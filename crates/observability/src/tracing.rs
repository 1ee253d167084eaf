//! Tracing/logging initialization.
//!
//! Logs always go to stderr so command output on stdout stays machine
//! readable.

use tracing_subscriber::EnvFilter;

#[derive(Debug, Clone, Copy, PartialEq, Eq, Default)]
pub enum LogFormat {
    /// One JSON object per event.
    #[default]
    Json,
    /// Human-readable single-line output.
    Compact,
}

impl LogFormat {
    /// `CATALOG_LOG_FORMAT=compact` selects compact output; anything else is JSON.
    pub fn from_env() -> Self {
        Self::parse(std::env::var("CATALOG_LOG_FORMAT").ok().as_deref())
    }

    fn parse(raw: Option<&str>) -> Self {
        match raw.map(str::trim) {
            Some(v) if v.eq_ignore_ascii_case("compact") => LogFormat::Compact,
            _ => LogFormat::Json,
        }
    }
}

/// Initialize tracing/logging for the process.
///
/// Safe to call multiple times (subsequent calls are no-ops).
pub fn init(format: LogFormat) {
    let filter = EnvFilter::try_from_default_env()
        .unwrap_or_else(|_| EnvFilter::new("info"));

    let builder = tracing_subscriber::fmt()
        .with_env_filter(filter)
        .with_writer(std::io::stderr)
        .with_target(false);

    // Filter configurable via RUST_LOG.
    let _ = match format {
        LogFormat::Json => builder
            .json()
            .with_timer(tracing_subscriber::fmt::time::SystemTime)
            .try_init(),
        LogFormat::Compact => builder.compact().try_init(),
    };
}

#[cfg(test)]
mod tests {
    use super::*;

    #[test]
    fn format_defaults_to_json() {
        assert_eq!(LogFormat::parse(None), LogFormat::Json);
        assert_eq!(LogFormat::parse(Some("pretty")), LogFormat::Json);
        assert_eq!(LogFormat::parse(Some(" Compact ")), LogFormat::Compact);
    }

    #[test]
    fn init_twice_is_harmless() {
        init(LogFormat::Compact);
        init(LogFormat::Json);
        ::tracing::info!("still logging");
    }
}
//! Editable variant rows and the value types they normalize into.

use core::str::FromStr;
use serde::{Deserialize, Serialize};

use catalog_core::DomainError;

/// Color given to freshly added groups (editable form, with `#`).
pub const DEFAULT_COLOR: &str = "#ffffff";

/// Sizes the catalog sells.
#[derive(Debug, Default, Copy, Clone, PartialEq, Eq, Hash, PartialOrd, Ord, Serialize, Deserialize)]
pub enum Size {
    #[default]
    S,
    M,
    XL,
    XXL,
    XXXL,
}

impl Size {
    pub const ALL: [Size; 5] = [Size::S, Size::M, Size::XL, Size::XXL, Size::XXXL];

    pub fn as_str(&self) -> &'static str {
        match self {
            Size::S => "S",
            Size::M => "M",
            Size::XL => "XL",
            Size::XXL => "XXL",
            Size::XXXL => "XXXL",
        }
    }
}

impl core::fmt::Display for Size {
    fn fmt(&self, f: &mut core::fmt::Formatter<'_>) -> core::fmt::Result {
        f.write_str(self.as_str())
    }
}

impl FromStr for Size {
    type Err = DomainError;

    fn from_str(s: &str) -> Result<Self, Self::Err> {
        Size::ALL
            .into_iter()
            .find(|size| size.as_str() == s)
            .ok_or_else(|| DomainError::validation(format!("unknown size: {s:?}")))
    }
}

/// One size/price/quantity line as the user is editing it.
///
/// Everything is kept as raw text; coercion happens at submission time.
#[derive(Debug, Clone, PartialEq, Eq, Serialize, Deserialize)]
pub struct SizeRow {
    pub size: String,
    pub price: String,
    pub quantity: String,
}

impl Default for SizeRow {
    fn default() -> Self {
        Self {
            size: Size::default().as_str().to_string(),
            price: String::new(),
            quantity: String::new(),
        }
    }
}

/// All size rows sharing one color.
#[derive(Debug, Clone, PartialEq, Eq, Serialize, Deserialize)]
pub struct VariantGroup {
    pub color: String,
    pub sizes: Vec<SizeRow>,
}

impl Default for VariantGroup {
    fn default() -> Self {
        Self {
            color: DEFAULT_COLOR.to_string(),
            sizes: vec![SizeRow::default()],
        }
    }
}

/// Strip surrounding whitespace and the display `#`. Case is kept, so a
/// stored code goes back to the service exactly as it came.
pub fn normalize_color(raw: &str) -> String {
    let trimmed = raw.trim();
    trimmed.strip_prefix('#').unwrap_or(trimmed).to_string()
}

/// `true` for exactly six hex digits (already normalized, no `#`).
pub fn is_hex_color(normalized: &str) -> bool {
    normalized.len() == 6 && normalized.bytes().all(|b| b.is_ascii_hexdigit())
}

* [Work item]:
Return only and exactly the lines from the one that contains "impl FromStr for" through the final line of the material above.

* [Result below]:
impl FromStr for Size {
    type Err = DomainError;

    fn from_str(s: &str) -> Result<Self, Self::Err> {
        Size::ALL
            .into_iter()
            .find(|size| size.as_str() == s)
            .ok_or_else(|| DomainError::validation(format!("unknown size: {s:?}")))
    }
}

/// One size/price/quantity line as the user is editing it.
///
/// Everything is kept as raw text; coercion happens at submission time.
#[derive(Debug, Clone, PartialEq, Eq, Serialize, Deserialize)]
pub struct SizeRow {
    pub size: String,
    pub price: String,
    pub quantity: String,
}

impl Default for SizeRow {
    fn default() -> Self {
        Self {
            size: Size::default().as_str().to_string(),
            price: String::new(),
            quantity: String::new(),
        }
    }
}

/// All size rows sharing one color.
#[derive(Debug, Clone, PartialEq, Eq, Serialize, Deserialize)]
pub struct VariantGroup {
    pub color: String,
    pub sizes: Vec<SizeRow>,
}

impl Default for VariantGroup {
    fn default() -> Self {
        Self {
            color: DEFAULT_COLOR.to_string(),
            sizes: vec![SizeRow::default()],
        }
    }
}

/// Strip surrounding whitespace and the display `#`. Case is kept, so a
/// stored code goes back to the service exactly as it came.
pub fn normalize_color(raw: &str) -> String {
    let trimmed = raw.trim();
    trimmed.strip_prefix('#').unwrap_or(trimmed).to_string()
}

/// `true` for exactly six hex digits (already normalized, no `#`).
pub fn is_hex_color(normalized: &str) -> bool {
    normalized.len() == 6 && normalized.bytes().all(|b| b.is_ascii_hexdigit())
}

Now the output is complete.